月に何度か地元のTOHOシネコンにいっていても、映画上映前の予告編上映には流れなかったのだが、ネットの映画関係のコラムやムービーウォーカーへの投稿などで結構評判が良かったので見てみた。

 

2021年7月26日朝、34歳の誕生日を迎えた佐伯照生(池松壮亮)。佐伯の借りている部屋の大きなデジタル掛け時計(日付も出る)が何度も表示される映画だ。彼は部屋にたくさん置いてある鉢植えに水をやり、猫に餌をやる。ステージの照明係をやっている照生。ステージにいるバンドはクリープハイプ(尾崎世界観氏のバンド)?松居大吾監督がMVをたくさん撮っているミュージシャンだし、この映画の曲ナイト・オン・ザ・プラネットも手掛けている。というか曲のほうが先にあったらしい。そして監督はジム・ジャームッシュのファンであるようだ。松居監督といえば、「くれなずめ」も松居監督だった。この映画にも「くれなずめ」で主演した成田凌君が出ている。

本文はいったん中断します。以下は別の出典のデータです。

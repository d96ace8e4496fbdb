//! Operation session: validate, compute, record

use msolve_core::{validate_dimensions, Matrix, MatrixError, Operation, OperationResult, Value};
use tracing::{debug, info};

use crate::history::{History, NewEntry};
use crate::settings::Settings;
use crate::storage::KeyValueStore;
use crate::{Config, Result};

/// Ties the matrix engine to persisted history and settings
pub struct Session<S> {
    store: S,
    config: Config,
}

impl<S: KeyValueStore> Session<S> {
    pub fn new(store: S, config: Config) -> Result<Self> {
        config.validate()?;
        Ok(Self { store, config })
    }

    pub fn config(&self) -> &Config {
        &self.config
    }

    pub fn history(&mut self) -> History<&mut S> {
        History::new(&mut self.store).with_limit(self.config.history_limit)
    }

    pub fn settings(&mut self) -> Settings<&mut S> {
        Settings::new(&mut self.store)
    }

    /// Run `op` and record it in the history
    ///
    /// Operands must be 1..=6 in each dimension. A singular inverse comes
    /// back with [`Value::None`] and is not recorded; neither are errors.
    pub fn run(
        &mut self,
        op: Operation,
        a: &Matrix,
        b: Option<&Matrix>,
    ) -> Result<OperationResult<Value>> {
        validate_dimensions(a.nrows(), a.ncols())?;
        let b = if op.arity() == 2 {
            let b = b.ok_or(MatrixError::MissingOperand)?;
            validate_dimensions(b.nrows(), b.ncols())?;
            Some(b)
        } else {
            None
        };

        debug!(
            operation = %op,
            a = ?a.dimensions(),
            b = ?b.map(Matrix::dimensions),
            "running operation"
        );
        let outcome = op.apply(a, b)?;

        if outcome.result.is_none() {
            info!(operation = %op, "matrix is singular, not recorded");
            return Ok(outcome);
        }

        self.history().add(NewEntry {
            matrix_a: a.clone(),
            matrix_b: b.cloned(),
            operation: op,
            result: outcome.result.clone(),
        })?;

        Ok(outcome)
    }
}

いっぽうマスクしてタクシーを運転している葉。彼女は以前照生の恋人だった。ダンサーだった照生と知り合い、彼のバイト先の水族館で休館日に忍び込んでデートしたり、髪の長い彼にバレッタをプレゼントしたり、メーターなしでタクシーでドライブしたり、小さなケーキを贈ったり、次々に二人のかわいらしくキラキラしてきゅんとなる思い出エピソードが現れる。そのたびに壁のデジタル時計が映し出される。

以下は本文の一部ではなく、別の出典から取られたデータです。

//! Key/value persistence backends
//!
//! History and settings are stored as JSON strings under fixed keys.
//! [`FileStore`] keeps one file per key in a data directory;
//! [`MemoryStore`] keeps everything in process.

use std::collections::HashMap;
use std::fs;
use std::io::ErrorKind;
use std::path::{Path, PathBuf};

use tracing::debug;

use crate::{Error, Result};

/// Trait for backends that persist string values under string keys
pub trait KeyValueStore {
    /// Get the value stored under `key`, or `None` if absent
    fn get(&self, key: &str) -> Result<Option<String>>;

    /// Store `value` under `key`, replacing any previous value
    fn set(&mut self, key: &str, value: &str) -> Result<()>;

    /// Remove `key`; removing a missing key is not an error
    fn remove(&mut self, key: &str) -> Result<()>;
}

impl<S: KeyValueStore + ?Sized> KeyValueStore for &mut S {
    fn get(&self, key: &str) -> Result<Option<String>> {
        (**self).get(key)
    }

    fn set(&mut self, key: &str, value: &str) -> Result<()> {
        (**self).set(key, value)
    }

    fn remove(&mut self, key: &str) -> Result<()> {
        (**self).remove(key)
    }
}

/// In-process store
#[derive(Debug, Clone, Default)]
pub struct MemoryStore {
    values: HashMap<String, String>,
}

impl MemoryStore {
    pub fn new() -> Self {
        Self::default()
    }
}

impl KeyValueStore for MemoryStore {
    fn get(&self, key: &str) -> Result<Option<String>> {
        Ok(self.values.get(key).cloned())
    }

    fn set(&mut self, key: &str, value: &str) -> Result<()> {
        self.values.insert(key.to_string(), value.to_string());
        Ok(())
    }

    fn remove(&mut self, key: &str) -> Result<()> {
        self.values.remove(key);
        Ok(())
    }
}

/// Directory-backed store, one `<key>.json` file per key
#[derive(Debug, Clone)]
pub struct FileStore {
    dir: PathBuf,
}

impl FileStore {
    /// Create a store rooted at `dir`; the directory is created on first write
    pub fn new<P: AsRef<Path>>(dir: P) -> Self {
        Self {
            dir: dir.as_ref().to_path_buf(),
        }
    }

    pub fn dir(&self) -> &Path {
        &self.dir
    }

    /// File backing `key`
    ///
    /// Characters other than ASCII alphanumerics, `-` and `_` become `_`,
    /// and leading underscores are dropped, so `@matrix_solver_history`
    /// maps to `matrix_solver_history.json`.
    ///
    /// The mapping is not injective: `@matrix_solver_history` and
    /// `matrix_solver_history` share a file, as do `a/b` and `a_b`. Callers
    /// must use keys that stay distinct after this mapping.
    pub fn path_for(&self, key: &str) -> PathBuf {
        let name: String = key
            .chars()
            .map(|c| {
                if c.is_ascii_alphanumeric() || c == '-' || c == '_' {
                    c
                } else {
                    '_'
                }
            })
            .collect();
        let name = name.trim_start_matches('_');
        let name = if name.is_empty() { "default" } else { name };
        self.dir.join(format!("{name}.json"))
    }
}

impl KeyValueStore for FileStore {
    fn get(&self, key: &str) -> Result<Option<String>> {
        let path = self.path_for(key);
        match fs::read_to_string(&path) {
            Ok(value) => Ok(Some(value)),
            Err(e) if e.kind() == ErrorKind::NotFound => Ok(None),
            Err(e) => Err(Error::io(path, e)),
        }
    }

    fn set(&mut self, key: &str, value: &str) -> Result<()> {
        fs::create_dir_all(&self.dir).map_err(|e| Error::io(&self.dir, e))?;

        // Write then rename so readers never see a half-written file
        let path = self.path_for(key);
        let tmp = path.with_extension("json.tmp");
        fs::write(&tmp, value).map_err(|e| Error::io(&tmp, e))?;
        fs::rename(&tmp, &path).map_err(|e| Error::io(&path, e))?;

        debug!(key, path = %path.display(), bytes = value.len(), "stored value");
        Ok(())
    }

    fn remove(&mut self, key: &str) -> Result<()> {
        let path = self.path_for(key);
        match fs::remove_file(&path) {
            Ok(()) => {
                debug!(key, path = %path.display(), "removed value");
                Ok(())
            }
            Err(e) if e.kind() == ErrorKind::NotFound => Ok(()),
            Err(e) => Err(Error::io(path, e)),
        }
    }
}
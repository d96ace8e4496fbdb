//! Step-annotated matrix operations
//!
//! Every operation validates its operands, computes a fresh result and
//! records a human-readable derivation. Cell positions in the traces are
//! 1-based.

mod cofactor;
mod elementwise;
mod product;

pub use cofactor::{determinant, invert, SINGULAR_EPSILON};
pub use elementwise::{add, subtract};
pub use product::{multiply, transpose};

#[cfg(test)]
mod tests {
    use super::*;
    use crate::Matrix;
    use alloc::vec::Vec;
    use rand::rngs::StdRng;
    use rand::{Rng, SeedableRng};

    fn random_matrix(rng: &mut StdRng, rows: usize, cols: usize) -> Matrix {
        let rows = (0..rows)
            .map(|_| (0..cols).map(|_| rng.gen_range(-9..=9) as f64).collect())
            .collect::<Vec<Vec<f64>>>();
        Matrix::from_rows(rows).unwrap()
    }

    #[test]
    fn test_elementwise_properties() {
        let mut rng = StdRng::seed_from_u64(7);
        for _ in 0..100 {
            let (rows, cols) = (rng.gen_range(1..=6), rng.gen_range(1..=6));
            let a = random_matrix(&mut rng, rows, cols);
            let b = random_matrix(&mut rng, rows, cols);

            let sum = add(&a, &b).unwrap().result;
            let diff = subtract(&a, &b).unwrap().result;
            for i in 0..rows {
                for j in 0..cols {
                    assert_eq!(sum[(i, j)], a[(i, j)] + b[(i, j)]);
                    assert_eq!(diff[(i, j)], a[(i, j)] - b[(i, j)]);
                }
            }
        }
    }

    #[test]
    fn test_transpose_and_identity_properties() {
        let mut rng = StdRng::seed_from_u64(11);
        for _ in 0..100 {
            let (rows, cols) = (rng.gen_range(1..=6), rng.gen_range(1..=6));
            let a = random_matrix(&mut rng, rows, cols);

            assert_eq!(transpose(&transpose(&a).result).result, a);

            let identity = Matrix::identity(cols).unwrap();
            assert_eq!(multiply(&a, &identity).unwrap().result, a);
        }
    }

    #[test]
    fn test_inverse_times_matrix_is_identity() {
        let mut rng = StdRng::seed_from_u64(23);
        let mut checked = 0;
        while checked < 50 {
            let n = rng.gen_range(1..=6);
            let a = random_matrix(&mut rng, n, n);
            let Some(inverse) = invert(&a).unwrap().result else {
                continue;
            };
            let product = multiply(&a, &inverse).unwrap().result;
            assert!(product.approx_eq(&Matrix::identity(n).unwrap(), 1e-7));
            checked += 1;
        }
    }

    #[test]
    fn test_singular_inverse_matches_zero_determinant() {
        let a = Matrix::from_rows(alloc::vec![
            alloc::vec![1.0, 2.0, 3.0],
            alloc::vec![2.0, 4.0, 6.0],
            alloc::vec![0.0, 1.0, 5.0],
        ])
        .unwrap();
        assert_eq!(determinant(&a).unwrap().result, 0.0);
        assert_eq!(invert(&a).unwrap().result, None);
    }
}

この映画の時間軸は、どんどん後ろに進んでいくようだ。そしてそれらのエピソードは、すべて同じ日、(6年間にわたる)7月26日の出来事なのだ。だけど時間が止まったように公園入口のベンチに一日座る人もいる。永瀬正敏は、亡くなった奥さんが帰ってくるのを待つと言って一日座っているのだった。

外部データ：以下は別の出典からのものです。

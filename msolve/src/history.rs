//! Persisted operation history
//!
//! A newest-first log of completed operations stored as one JSON array.
//! The log is capped (50 entries by default); adding past the cap drops
//! the oldest entries.

use std::time::{SystemTime, UNIX_EPOCH};

use msolve_core::{Matrix, Operation, Value};
use rand::Rng;
use serde::{Deserialize, Serialize};
use tracing::{info, warn};

use crate::storage::KeyValueStore;
use crate::Result;

/// Storage key for the history log
pub const HISTORY_KEY: &str = "@matrix_solver_history";

/// Default number of entries kept
pub const DEFAULT_HISTORY_LIMIT: usize = 50;

const ID_ALPHABET: &[u8; 36] = b"0123456789abcdefghijklmnopqrstuvwxyz";
const ID_SUFFIX_LEN: usize = 9;

/// One recorded operation
#[derive(Debug, Clone, PartialEq, Serialize, Deserialize)]
#[serde(rename_all = "camelCase")]
pub struct HistoryEntry {
    pub id: String,
    pub matrix_a: Matrix,
    pub matrix_b: Option<Matrix>,
    pub operation: Operation,
    pub result: Value,
    /// Milliseconds since the Unix epoch
    pub timestamp: u64,
    pub rows_a: usize,
    pub cols_a: usize,
    /// Zero for single-matrix operations
    pub rows_b: usize,
    pub cols_b: usize,
}

/// An entry before it is assigned an id and timestamp
#[derive(Debug, Clone, PartialEq)]
pub struct NewEntry {
    pub matrix_a: Matrix,
    pub matrix_b: Option<Matrix>,
    pub operation: Operation,
    pub result: Value,
}

impl NewEntry {
    fn into_entry(self, id: String, timestamp: u64) -> HistoryEntry {
        let (rows_a, cols_a) = self.matrix_a.dimensions();
        let (rows_b, cols_b) = self.matrix_b.as_ref().map_or((0, 0), Matrix::dimensions);
        HistoryEntry {
            id,
            matrix_a: self.matrix_a,
            matrix_b: self.matrix_b,
            operation: self.operation,
            result: self.result,
            timestamp,
            rows_a,
            cols_a,
            rows_b,
            cols_b,
        }
    }
}

fn now_millis() -> u64 {
    SystemTime::now()
        .duration_since(UNIX_EPOCH)
        .map(|d| d.as_millis() as u64)
        .unwrap_or(0)
}

/// Entry id: the timestamp followed by 9 random base-36 characters
fn generate_id(timestamp: u64) -> String {
    let mut rng = rand::thread_rng();
    let suffix: String = (0..ID_SUFFIX_LEN)
        .map(|_| ID_ALPHABET[rng.gen_range(0..ID_ALPHABET.len())] as char)
        .collect();
    format!("{timestamp}{suffix}")
}

/// History log over a key/value store
pub struct History<S> {
    store: S,
    limit: usize,
}

impl<S: KeyValueStore> History<S> {
    pub fn new(store: S) -> Self {
        Self {
            store,
            limit: DEFAULT_HISTORY_LIMIT,
        }
    }

    /// Set the maximum number of entries kept
    pub fn with_limit(mut self, limit: usize) -> Self {
        self.limit = limit;
        self
    }

    pub fn limit(&self) -> usize {
        self.limit
    }

    /// All entries, newest first
    ///
    /// Missing, unreadable or corrupt data reads as an empty log.
    pub fn entries(&self) -> Vec<HistoryEntry> {
        self.load().unwrap_or_else(|e| {
            warn!(error = %e, "failed to read history");
            Vec::new()
        })
    }

    /// Read the stored log; only corrupt data falls back to empty
    fn load(&self) -> Result<Vec<HistoryEntry>> {
        let Some(raw) = self.store.get(HISTORY_KEY)? else {
            return Ok(Vec::new());
        };

        Ok(serde_json::from_str(&raw).unwrap_or_else(|e| {
            warn!(error = %e, "discarding corrupt history");
            Vec::new()
        }))
    }

    /// Record an entry at the front of the log
    pub fn add(&mut self, entry: NewEntry) -> Result<HistoryEntry> {
        let timestamp = now_millis();
        let entry = entry.into_entry(generate_id(timestamp), timestamp);

        // A failed read must not overwrite the stored log
        let mut entries = self.load()?;
        entries.insert(0, entry.clone());
        entries.truncate(self.limit);
        self.store.set(HISTORY_KEY, &serde_json::to_string(&entries)?)?;

        info!(
            id = %entry.id,
            operation = %entry.operation,
            len = entries.len(),
            "recorded history entry"
        );
        Ok(entry)
    }

    /// Remove every entry
    pub fn clear(&mut self) -> Result<()> {
        self.store.remove(HISTORY_KEY)?;
        info!("cleared history");
        Ok(())
    }
}

#[cfg(test)]
mod tests {
    use super::*;
    use crate::storage::MemoryStore;

    fn entry(op: Operation, value: f64) -> NewEntry {
        NewEntry {
            matrix_a: Matrix::identity(2).unwrap(),
            matrix_b: None,
            operation: op,
            result: Value::Scalar(value),
        }
    }

    #[test]
    fn test_add_is_newest_first() {
        let mut history = History::new(MemoryStore::new());
        history.add(entry(Operation::Determinant, 1.0)).unwrap();
        history.add(entry(Operation::Transpose, 2.0)).unwrap();

        let entries = history.entries();
        assert_eq!(entries.len(), 2);
        assert_eq!(entries[0].operation, Operation::Transpose);
        assert_eq!(entries[1].operation, Operation::Determinant);
    }

    #[test]
    fn test_limit_drops_oldest() {
        let mut history = History::new(MemoryStore::new());
        for i in 0..(DEFAULT_HISTORY_LIMIT + 5) {
            history.add(entry(Operation::Determinant, i as f64)).unwrap();
        }

        let entries = history.entries();
        assert_eq!(entries.len(), DEFAULT_HISTORY_LIMIT);
        assert_eq!(entries[0].result, Value::Scalar(54.0));
        assert_eq!(entries[DEFAULT_HISTORY_LIMIT - 1].result, Value::Scalar(5.0));
    }

    #[test]
    fn test_entry_dimensions() {
        let mut history = History::new(MemoryStore::new());
        let a = Matrix::zeros(2, 3).unwrap();
        let b = Matrix::zeros(3, 1).unwrap();
        let recorded = history
            .add(NewEntry {
                matrix_a: a.clone(),
                matrix_b: Some(b),
                operation: Operation::Multiply,
                result: Value::Matrix(Matrix::zeros(2, 1).unwrap()),
            })
            .unwrap();
        assert_eq!((recorded.rows_a, recorded.cols_a), (2, 3));
        assert_eq!((recorded.rows_b, recorded.cols_b), (3, 1));

        let recorded = history.add(entry(Operation::Inverse, 1.0)).unwrap();
        assert_eq!((recorded.rows_b, recorded.cols_b), (0, 0));
        assert!(recorded.matrix_b.is_none());
    }

    #[test]
    fn test_id_format() {
        let id = generate_id(1_700_000_000_000);
        assert_eq!(id.len(), 13 + ID_SUFFIX_LEN);
        assert!(id.starts_with("1700000000000"));
        assert!(id[13..]
            .bytes()
            .all(|b| b.is_ascii_digit() || b.is_ascii_lowercase()));
    }

    #[test]
    fn test_corrupt_history_reads_empty() {
        let mut store = MemoryStore::new();
        store.set(HISTORY_KEY, "{not json").unwrap();
        let mut history = History::new(store);
        assert!(history.entries().is_empty());

        history.add(entry(Operation::Determinant, 3.0)).unwrap();
        assert_eq!(history.entries().len(), 1);
    }

    /// Store whose reads can be made to fail
    struct UnreadableStore {
        inner: MemoryStore,
        fail_reads: bool,
    }

    impl KeyValueStore for UnreadableStore {
        fn get(&self, key: &str) -> Result<Option<String>> {
            if self.fail_reads {
                return Err(crate::Error::io(
                    "history.json",
                    std::io::Error::from(std::io::ErrorKind::PermissionDenied),
                ));
            }
            self.inner.get(key)
        }

        fn set(&mut self, key: &str, value: &str) -> Result<()> {
            self.inner.set(key, value)
        }

        fn remove(&mut self, key: &str) -> Result<()> {
            self.inner.remove(key)
        }
    }

    #[test]
    fn test_read_error_keeps_stored_history() {
        let mut store = UnreadableStore {
            inner: MemoryStore::new(),
            fail_reads: false,
        };
        {
            let mut history = History::new(&mut store);
            for i in 0..5 {
                history.add(entry(Operation::Determinant, i as f64)).unwrap();
            }
        }

        store.fail_reads = true;
        {
            let mut history = History::new(&mut store);
            assert!(history.entries().is_empty());
            assert!(history.add(entry(Operation::Transpose, 9.0)).is_err());
        }

        store.fail_reads = false;
        let mut history = History::new(&mut store);
        assert_eq!(history.entries().len(), 5);
        history.add(entry(Operation::Transpose, 9.0)).unwrap();
        assert_eq!(history.entries().len(), 6);
    }

    #[test]
    fn test_clear() {
        let mut history = History::new(MemoryStore::new());
        history.add(entry(Operation::Determinant, 1.0)).unwrap();
        history.clear().unwrap();
        assert!(history.entries().is_empty());
        history.clear().unwrap();
    }

    #[test]
    fn test_serialized_field_names() {
        let entry = entry(Operation::Subtract, 0.5).into_entry("id1".into(), 42);
        let json = serde_json::to_value(&entry).unwrap();
        assert_eq!(json["operation"], "Subtraction");
        assert_eq!(json["matrixA"], serde_json::json!([[1.0, 0.0], [0.0, 1.0]]));
        assert!(json["matrixB"].is_null());
        assert_eq!(json["result"], 0.5);
        assert_eq!(json["rowsB"], 0);
        assert_eq!(json["timestamp"], 42);
    }
}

ある夜合コンの席からタバコをすいに外の路地に出た葉は、火を貸してくれた男性となりゆきからライン交換する。葉のアイコンが猫の写真なのを見て、猫飼ってるのと訊く彼に、葉は切なそうに「あっちがひきとったから(今はいない)」と答える。そうか、二人は別れちゃったんだ、とそこで初めて気が付いた。だから合コンなんだ。(-_-;)「まだ引きずってるね」と言われて、「いやもう(アイコン)変えます」と葉。
別れたきっかけは、照生がけがをしてダンサーを続けられなくなったとき、葉に何の相談もなく、連絡もなく、一人で悩んで決断を下そうとしていたことらしい。わかるなあ。でも、葉は2週間なしのつぶてだったことで怒っていたが、私の場合は1か月だった。・・・・時代が違うのでね、今みたいにすぐメールやラインができる世の中なら、2週間でもそうなるかなあ。(;´Д`)私の時もこんなに通信手段が発達してればよかったかなあ。
でも、やさしい照生と、はっきりした葉、どっちも可愛いんだよね。ふたりともこんなにいい子でどちらも相手が好きなのに、なんで壊れちゃうのかな。・・・・(・_・;)やっぱりそういう縁だったってことかな。
ひとつひとつ丁寧にエピソードを描いているところが、「花束みたいな恋をした」と比較された投稿コメントトをいくつか見たけど、私は花束のほうを見ていないのでなんとも言えない。
直近(去年)の7月26日夜、仕事を終えて自宅のベランダで物思いに沈んでいる葉に声をかけたのは、赤ちゃんを抱いた男性。そうか、もしかしてあのときの彼?葉は今お母さんなんだ。そう、ちょっと思い出しただけなのだ。今日は忘れもしない照生の誕生日だから。